The duration of x-ray exposures may be established manually or automatically. Manual exposures are typically used with tabletop procedures such as extremity examinations, cross-table radiography, examination of patients on carts or in wheelchairs, and examination of small infants. The length of the exposure is a function of the total mAs chosen and the mA selected. Generally, the shortest exposure time possible is used to minimize motion on images. For many procedures, exposures are terminated using AEC circuitry. The technology of AEC has simplified exposure technique selection and improves the consistency of image quality. Using AEC requires that the selected anatomy be correctly positioned over the AEC detectors to achieve optimum image quality at the lowest patient dose. Most AEC systems use AEC detectors, with each detector activated separately or in any combination (Fig. 8-10). The radiographer will position patients properly using AEC technology and select the correct combination of detectors for a given examination. As more generators are integrated with DR technology, exposure technique selection is now done by way of a computer interface through the DR software. The basic principles of technique calculation and selection still apply, however. mAs controls total x-ray beam quantity, and kVp controls x-ray beam quality.

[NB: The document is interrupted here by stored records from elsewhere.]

//! PushApps Types - Core types shared by every deployment phase
//!
//! PushApps deploys a declared set of applications, services, database
//! schemas and security groups onto a multi-tenant platform. Each of those
//! declarations is a task that the scheduler drives to completion.
//!
//! ## Key Concepts
//!
//! - **OperationConfig**: Capability set every schedulable task implements
//! - **OperationResult**: Final outcome of one task, including diagnostic logs
//! - **LogLine**: A single recent log line fetched for a failed application
//! - **Task configs**: `AppConfig`, `ServiceConfig`, `UserProvidedServiceConfig`,
//!   `Migration`, `SecurityGroup`

#![deny(unsafe_code)]
#![cfg_attr(feature = "strict-docs", warn(missing_docs))]
#![cfg_attr(not(feature = "strict-docs"), allow(missing_docs))]

pub mod app;
pub mod migration;
pub mod operation;
pub mod security_group;
pub mod service;

pub use app::{AppConfig, RouteConfig, SizeParseError};
pub use migration::{DatabaseDriver, Migration};
pub use operation::{Classify, LogLine, OperationConfig, OperationResult};
pub use security_group::SecurityGroup;
pub use service::{ServiceConfig, UserProvidedServiceConfig};
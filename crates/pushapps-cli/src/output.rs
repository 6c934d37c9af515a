//! Output formatting utilities

use crate::error::CliResult;
use colored::*;
use pushapps_control::{RunRecord, RunSummary};
use serde::Serialize;
use std::error::Error;
use tabled::{Table, Tabled};

/// Output format for the run summary
#[derive(Debug, Clone, Copy, Default, clap::ValueEnum)]
pub enum OutputFormat {
    /// Pretty-printed table format
    #[default]
    Table,
    /// JSON format
    Json,
}

/// One settled operation
#[derive(Debug, Serialize, Tabled)]
pub struct OperationRow {
    #[tabled(rename = "Phase")]
    pub action: String,
    #[tabled(rename = "Name")]
    pub name: String,
    #[tabled(rename = "Operation")]
    pub description: String,
    #[tabled(rename = "Status")]
    pub status: String,
}

impl From<&RunRecord> for OperationRow {
    fn from(record: &RunRecord) -> Self {
        let status = match (record.succeeded, record.optional) {
            (true, _) => "ok",
            (false, true) => "failed (optional)",
            (false, false) => "failed",
        };
        Self {
            action: record.action.clone(),
            name: record.identifier.clone(),
            description: record.description.clone(),
            status: status.to_string(),
        }
    }
}

/// Print every settled operation of a run
pub fn print_summary(summary: &RunSummary, format: OutputFormat) -> CliResult<()> {
    let rows: Vec<OperationRow> = summary.records().iter().map(OperationRow::from).collect();
    match format {
        OutputFormat::Table => {
            if rows.is_empty() {
                println!("{}", "Nothing to deploy".dimmed());
            } else {
                println!("{}", Table::new(rows));
            }
        }
        OutputFormat::Json => println!("{}", serde_json::to_string_pretty(&rows)?),
    }
    Ok(())
}

/// Print a success message
pub fn print_success(message: &str) {
    println!("{} {}", "✓".green(), message);
}

/// Print a warning message
pub fn print_warning(message: &str) {
    println!("{} {}", "⚠".yellow(), message);
}

/// Print an error and every nested cause
pub fn print_error(error: &dyn Error) {
    eprintln!("{} {}", "✗".red(), error);
    let mut cause = error.source();
    while let Some(inner) = cause {
        eprintln!("  caused by: {inner}");
        cause = inner.source();
    }
}
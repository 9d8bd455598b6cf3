//! Check that the configured interpreter can start the renderer.

use std::io::Write;
use std::process::ExitCode;

use scenerun_common::config::RendererConfig;
use scenerun_render_engine::probe_renderer;

pub async fn run(config: &RendererConfig) -> anyhow::Result<ExitCode> {
    let report = probe_renderer(config).await;

    let mut stdout = std::io::stdout().lock();
    writeln!(stdout, "{}", serde_json::to_string(&report)?)?;
    stdout.flush()?;

    Ok(if report.ready {
        ExitCode::SUCCESS
    } else {
        ExitCode::FAILURE
    })
}
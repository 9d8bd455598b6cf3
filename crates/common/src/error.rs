//! Error types shared across scenerun crates.

use std::path::PathBuf;
use std::time::Duration;

/// Top-level error type for scenerun operations.
#[derive(Debug, thiserror::Error)]
pub enum RunnerError {
    #[error("Configuration error: {message}")]
    Config { message: String },

    #[error("Failed to start renderer `{program}`: {source}")]
    Spawn {
        program: PathBuf,
        #[source]
        source: std::io::Error,
    },

    #[error("Render exceeded the {limit:?} timeout")]
    Timeout { limit: Duration },

    #[error(transparent)]
    Io(#[from] std::io::Error),
}

/// Result type alias using RunnerError.
pub type RunnerResult<T> = Result<T, RunnerError>;

impl RunnerError {
    pub fn config(msg: impl Into<String>) -> Self {
        Self::Config {
            message: msg.into(),
        }
    }

    pub fn spawn(program: impl Into<PathBuf>, source: std::io::Error) -> Self {
        Self::Spawn {
            program: program.into(),
            source,
        }
    }

    pub fn timeout(limit: Duration) -> Self {
        Self::Timeout { limit }
    }
}

/// Human-readable duration used in timeout messages ("5 minutes", "30 seconds").
pub fn describe_duration(limit: Duration) -> String {
    let secs = limit.as_secs();
    if limit.subsec_nanos() != 0 || secs == 0 {
        return format!("{} ms", limit.as_millis());
    }
    if secs % 60 == 0 {
        let minutes = secs / 60;
        return format!("{minutes} minute{}", if minutes == 1 { "" } else { "s" });
    }
    format!("{secs} second{}", if secs == 1 { "" } else { "s" })
}
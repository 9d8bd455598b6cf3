//! Application configuration.

use serde::{Deserialize, Serialize};
use std::path::{Path, PathBuf};

use crate::error::{RunnerError, RunnerResult};

/// Global application configuration.
#[derive(Debug, Clone, Default, Serialize, Deserialize)]
#[serde(default)]
pub struct AppConfig {
    /// How the external renderer is invoked.
    pub renderer: RendererConfig,

    /// Logging configuration.
    pub logging: LoggingConfig,
}

/// External renderer invocation settings.
#[derive(Debug, Clone, Serialize, Deserialize)]
#[serde(default)]
pub struct RendererConfig {
    /// Interpreter (or any executable) that hosts the renderer.
    pub python: PathBuf,

    /// Arguments placed before the script path, e.g. `-m manim`.
    pub program_args: Vec<String>,

    /// Container format passed to `--format`.
    pub format: String,

    /// Hard limit for a single render.
    pub timeout_secs: u64,

    /// Pass `--disable_caching` to the renderer.
    pub disable_caching: bool,

    /// Directory for temporary script files (system temp dir when unset).
    pub scratch_dir: Option<PathBuf>,
}

/// Logging configuration.
#[derive(Debug, Clone, Serialize, Deserialize)]
#[serde(default)]
pub struct LoggingConfig {
    /// Log level filter (e.g., "info", "debug", "scenerun=debug,warn").
    pub level: String,

    /// Whether to output structured JSON logs.
    pub json: bool,

    /// Optional log file path. Logs go to stderr when unset.
    pub file: Option<PathBuf>,
}

impl Default for RendererConfig {
    fn default() -> Self {
        Self {
            python: default_python(),
            program_args: vec!["-m".to_string(), "manim".to_string()],
            format: "mp4".to_string(),
            timeout_secs: 300,
            disable_caching: true,
            scratch_dir: None,
        }
    }
}

impl Default for LoggingConfig {
    fn default() -> Self {
        Self {
            level: "info".to_string(),
            json: false,
            file: None,
        }
    }
}

impl AppConfig {
    /// Load config from the standard location, then apply environment overrides.
    ///
    /// A missing file yields defaults; an unreadable or malformed one is an error.
    pub fn load() -> RunnerResult<Self> {
        let mut config = Self::load_file(&config_file_path())?;
        config.apply_overrides(|key| std::env::var(key).ok());
        Ok(config)
    }

    /// Load config from an explicit path, then apply environment overrides.
    pub fn load_from(path: &Path) -> RunnerResult<Self> {
        if !path.exists() {
            return Err(RunnerError::config(format!(
                "config file not found: {}",
                path.display()
            )));
        }
        let mut config = Self::load_file(path)?;
        config.apply_overrides(|key| std::env::var(key).ok());
        Ok(config)
    }

    fn load_file(path: &Path) -> RunnerResult<Self> {
        if !path.exists() {
            return Ok(Self::default());
        }
        let content = std::fs::read_to_string(path).map_err(|e| {
            RunnerError::config(format!("failed to read {}: {e}", path.display()))
        })?;
        serde_json::from_str(&content)
            .map_err(|e| RunnerError::config(format!("failed to parse {}: {e}", path.display())))
    }

    /// Overlay `SCENERUN_*` settings. Unparseable values are ignored.
    pub fn apply_overrides<F>(&mut self, lookup: F)
    where
        F: Fn(&str) -> Option<String>,
    {
        if let Some(python) = lookup("SCENERUN_PYTHON").filter(|v| !v.trim().is_empty()) {
            self.renderer.python = PathBuf::from(python);
        }
        if let Some(secs) = lookup("SCENERUN_TIMEOUT_SECS").and_then(|v| v.trim().parse().ok()) {
            self.renderer.timeout_secs = secs;
        }
        if let Some(dir) = lookup("SCENERUN_SCRATCH_DIR").filter(|v| !v.trim().is_empty()) {
            self.renderer.scratch_dir = Some(PathBuf::from(dir));
        }
        if let Some(level) = lookup("SCENERUN_LOG").filter(|v| !v.trim().is_empty()) {
            self.logging.level = level;
        }
        if let Some(json) = lookup("SCENERUN_LOG_JSON") {
            self.logging.json = matches!(json.trim().to_ascii_lowercase().as_str(), "1" | "true");
        }
    }
}

/// Standard config file location.
pub fn config_file_path() -> PathBuf {
    let base = std::env::var("XDG_CONFIG_HOME")
        .map(PathBuf::from)
        .unwrap_or_else(|_| {
            let home = std::env::var("HOME").unwrap_or_else(|_| "/tmp".to_string());
            PathBuf::from(home).join(".config")
        });
    base.join("scenerun").join("config.json")
}

/// Interpreter of the active virtualenv, or the platform's default Python.
fn default_python() -> PathBuf {
    if let Ok(venv) = std::env::var("VIRTUAL_ENV") {
        let venv = PathBuf::from(venv);
        return if cfg!(windows) {
            venv.join("Scripts").join("python.exe")
        } else {
            venv.join("bin").join("python")
        };
    }
    PathBuf::from(if cfg!(windows) { "python" } else { "python3" })
}

#[cfg(test)]
mod tests {
    use super::*;
    use std::collections::HashMap;

    fn lookup_from(pairs: &[(&str, &str)]) -> impl Fn(&str) -> Option<String> {
        let map: HashMap<String, String> = pairs
            .iter()
            .map(|(k, v)| (k.to_string(), v.to_string()))
            .collect();
        move |key: &str| map.get(key).cloned()
    }

    #[test]
    fn test_renderer_defaults() {
        let config = RendererConfig::default();
        assert_eq!(config.program_args, vec!["-m", "manim"]);
        assert_eq!(config.format, "mp4");
        assert_eq!(config.timeout_secs, 300);
        assert!(config.disable_caching);
        assert!(config.scratch_dir.is_none());
    }

    #[test]
    fn test_partial_file_keeps_defaults() {
        let config: AppConfig =
            serde_json::from_str(r#"{"renderer": {"timeout_secs": 60}}"#).unwrap();
        assert_eq!(config.renderer.timeout_secs, 60);
        assert_eq!(config.renderer.format, "mp4");
        assert_eq!(config.logging.level, "info");
    }

    #[test]
    fn test_load_from_reads_file() {
        let dir = tempfile::TempDir::new().unwrap();
        let path = dir.path().join("config.json");
        std::fs::write(
            &path,
            r#"{"renderer": {"python": "/opt/venv/bin/python", "disable_caching": false}}"#,
        )
        .unwrap();

        let config = AppConfig::load_file(&path).unwrap();
        assert_eq!(config.renderer.python, PathBuf::from("/opt/venv/bin/python"));
        assert!(!config.renderer.disable_caching);
    }

    #[test]
    fn test_malformed_file_is_config_error() {
        let dir = tempfile::TempDir::new().unwrap();
        let path = dir.path().join("config.json");
        std::fs::write(&path, "{ not json").unwrap();

        let err = AppConfig::load_file(&path).unwrap_err();
        assert!(matches!(err, RunnerError::Config { .. }));
    }

    #[test]
    fn test_missing_file_yields_defaults() {
        let dir = tempfile::TempDir::new().unwrap();
        let config = AppConfig::load_file(&dir.path().join("absent.json")).unwrap();
        assert_eq!(config.renderer.timeout_secs, 300);
    }

    #[test]
    fn test_load_from_missing_path_is_error() {
        let dir = tempfile::TempDir::new().unwrap();
        assert!(AppConfig::load_from(&dir.path().join("absent.json")).is_err());
    }

    #[test]
    fn test_env_overrides() {
        let mut config = AppConfig::default();
        config.apply_overrides(lookup_from(&[
            ("SCENERUN_PYTHON", "/usr/local/bin/python3.11"),
            ("SCENERUN_TIMEOUT_SECS", "42"),
            ("SCENERUN_SCRATCH_DIR", "/var/tmp/scenerun"),
            ("SCENERUN_LOG", "debug"),
            ("SCENERUN_LOG_JSON", "TRUE"),
        ]));

        assert_eq!(config.renderer.python, PathBuf::from("/usr/local/bin/python3.11"));
        assert_eq!(config.renderer.timeout_secs, 42);
        assert_eq!(
            config.renderer.scratch_dir,
            Some(PathBuf::from("/var/tmp/scenerun"))
        );
        assert_eq!(config.logging.level, "debug");
        assert!(config.logging.json);
    }

    #[test]
    fn test_invalid_timeout_override_is_ignored() {
        let mut config = AppConfig::default();
        config.apply_overrides(lookup_from(&[("SCENERUN_TIMEOUT_SECS", "soon")]));
        assert_eq!(config.renderer.timeout_secs, 300);
    }
}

It is important to understand what is occurring when the x-ray tube is “prepped.” The anode begins to spin at a high rate of speed, and the cathode filament heats up to its selected mA. During the second step of the exposure sequence, a large potential difference (kVp) is applied across both electrical poles of the x-ray tube, causing electrons to travel from the cathode to the anode at high speed, producing x-radiation. Repeatedly prepping the tube unnecessarily can damage the x-ray tube and shorten its useful life. The radiographer clearly needs to understand proper exposure control operations and use extended “anode prep” times only when clinically appropriate. Much like a car has its own normal sounds of operation, x-ray units do also, and it is important to pay attention to unusual sounds and report them to appropriate personnel.